• PROBLEM DETAILS: Restate word for word every line from the top of the data below down through the line that holds "pub type SharedKeyboard".

[Collected data entries]
· · · · ·

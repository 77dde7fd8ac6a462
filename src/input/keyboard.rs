// SPDX-License-Identifier: GPL-3.0-only

//! The virtual keyboard.
//!
//! [`VirtualKeyboard`] owns all keyboard state: the active language, the caps
//! state machine, the buffered text and the processing/enabled flags. Key
//! presses arrive as identifier strings; every accepted press is reported to
//! the current subscriber over an unbounded channel before `press` returns, so
//! the subscriber observes presses in order.
//!
//! The keyboard is shared with the command pipeline on a single thread as a
//! [`SharedKeyboard`].

use crate::config::KioskConfig;
use crate::input::caps::{CapsMode, CapsState};
use crate::input::keycode::{KeyId, parse_key_id};
use crate::layout::{KeyLayoutProvider, Language};
use futures::channel::mpsc::{self, UnboundedReceiver, UnboundedSender};
use std::cell::RefCell;
use std::rc::Rc;
use std::time::Instant;

/// Keyboard shared between the input source and the command pipeline.
pub type SharedKeyboard = Rc<RefCell<VirtualKeyboard>>;

/// Notification sent to the subscriber after an accepted press.
#[derive(Debug, Clone, PartialEq, Eq)]
pub enum KeyboardEvent {
    /// The buffered text changed; carries the full text.
    InputChanged(String),
    /// Key labels changed (caps mode or language).
    LayoutChanged,
    /// The submit key was accepted; carries the buffered text.
    Submitted(String),
}

/// Kind of a key, for rendering.
#[derive(Debug, Clone, Copy, PartialEq, Eq)]
pub enum KeyKind {
    Character,
    Backspace,
    Caps,
    Language,
    Space,
    Submit,
}

impl From<&KeyId> for KeyKind {
    fn from(key: &KeyId) -> Self {
        match key {
            KeyId::Backspace => KeyKind::Backspace,
            KeyId::Caps => KeyKind::Caps,
            KeyId::Language => KeyKind::Language,
            KeyId::Space => KeyKind::Space,
            KeyId::Submit => KeyKind::Submit,
            KeyId::Character(_) => KeyKind::Character,
        }
    }
}

/// Snapshot of one key for the rendering surface.
#[derive(Debug, Clone, PartialEq, Eq)]
pub struct KeyView {
    /// Identifier from the layout table
    pub id: String,
    /// Text drawn on the key
    pub label: String,
    pub kind: KeyKind,
    /// Whether the key currently rejects presses
    pub disabled: bool,
    /// Whether a new row starts after this key
    pub row_break: bool,
    /// Caps mode, set on the caps key only
    pub caps_mode: Option<CapsMode>,
}

/// Stateful on-screen keyboard.
#[derive(Debug)]
pub struct VirtualKeyboard {
    provider: KeyLayoutProvider,
    language: Language,
    caps: CapsState,
    buffer: String,
    processing: bool,
    enabled: bool,
    min_length: usize,
    max_length: usize,
    subscriber: Option<UnboundedSender<KeyboardEvent>>,
}
// SPDX-License-Identifier: GPL-3.0-only

//! Character lookup for the active layout.

use crate::layout::types::{Language, LayoutSet};

/// Maps `(language, key, shift)` to the text a key produces.
///
/// The provider holds no state beyond the layout tables. The active language
/// is owned by the keyboard and passed in on every call.
#[derive(Debug, Clone)]
pub struct KeyLayoutProvider {
    layouts: LayoutSet,
}

impl KeyLayoutProvider {
    /// Creates a provider over a validated layout set.
    pub fn new(layouts: LayoutSet) -> Self {
        Self { layouts }
    }

    /// Returns the layout tables.
    pub fn layouts(&self) -> &LayoutSet {
        &self.layouts
    }

    /// Returns the text a key produces.
    ///
    /// Falls back to the key identifier itself when the layout has no mapping.
    /// The result is upper-cased when `shift_active` is set and lower-cased
    /// otherwise, for every script.
    pub fn character_for(&self, language: Language, key_id: &str, shift_active: bool) -> String {
        let base = self
            .layouts
            .get(language)
            .base_character(key_id)
            .unwrap_or(key_id);

        if shift_active {
            base.to_uppercase()
        } else {
            base.to_lowercase()
        }
    }
}
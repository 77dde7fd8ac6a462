// SPDX-License-Identifier: GPL-3.0-only

//! Input handling for the kiosk keyboard.
//!
//! # Features
//!
//! - **Key identifiers**: resolve layout strings into structural or character keys
//! - **Caps state**: shift-once and caps-lock with double-tap detection
//! - **Virtual keyboard**: buffered text, disablement policy and press events
//!
//! # Example Usage
//!
//! ```rust,ignore
//! use wordkiosk::config::KioskConfig;
//! use wordkiosk::input::{KeyboardEvent, VirtualKeyboard};
//! use wordkiosk::layout::{default_layouts, KeyLayoutProvider};
//!
//! let config = KioskConfig::embedded()?.into_inner();
//! let provider = KeyLayoutProvider::new(default_layouts()?.into_inner());
//! let mut keyboard = VirtualKeyboard::new(provider, &config);
//! let mut events = keyboard.subscribe();
//!
//! keyboard.press("caps");
//! keyboard.press("h");
//! keyboard.press("i");
//! assert_eq!(keyboard.buffer(), "Hi");
//! ```

// Sub-modules
pub mod caps;
pub mod keyboard;
pub mod keycode;

// Re-export public API
pub use caps::{CapsMode, CapsState};
pub use keyboard::{KeyKind, KeyView, KeyboardEvent, SharedKeyboard, VirtualKeyboard};
pub use keycode::{KeyId, parse_key_id};

// ============================================================================
// Module Tests
// ============================================================================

· · · · ·

• EXERCISE ANSWER:
repository 77dde7fd8ac6a462
filename src/input/keyboard.rs
// SPDX-License-Identifier: GPL-3.0-only

//! The virtual keyboard.
//!
//! [`VirtualKeyboard`] owns all keyboard state: the active language, the caps
//! state machine, the buffered text and the processing/enabled flags. Key
//! presses arrive as identifier strings; every accepted press is reported to
//! the current subscriber over an unbounded channel before `press` returns, so
//! the subscriber observes presses in order.
//!
//! The keyboard is shared with the command pipeline on a single thread as a
//! [`SharedKeyboard`].

use crate::config::KioskConfig;
use crate::input::caps::{CapsMode, CapsState};
use crate::input::keycode::{KeyId, parse_key_id};
use crate::layout::{KeyLayoutProvider, Language};
use futures::channel::mpsc::{self, UnboundedReceiver, UnboundedSender};
use std::cell::RefCell;
use std::rc::Rc;
use std::time::Instant;

/// Keyboard shared between the input source and the command pipeline.
pub type SharedKeyboard = Rc<RefCell<VirtualKeyboard>>;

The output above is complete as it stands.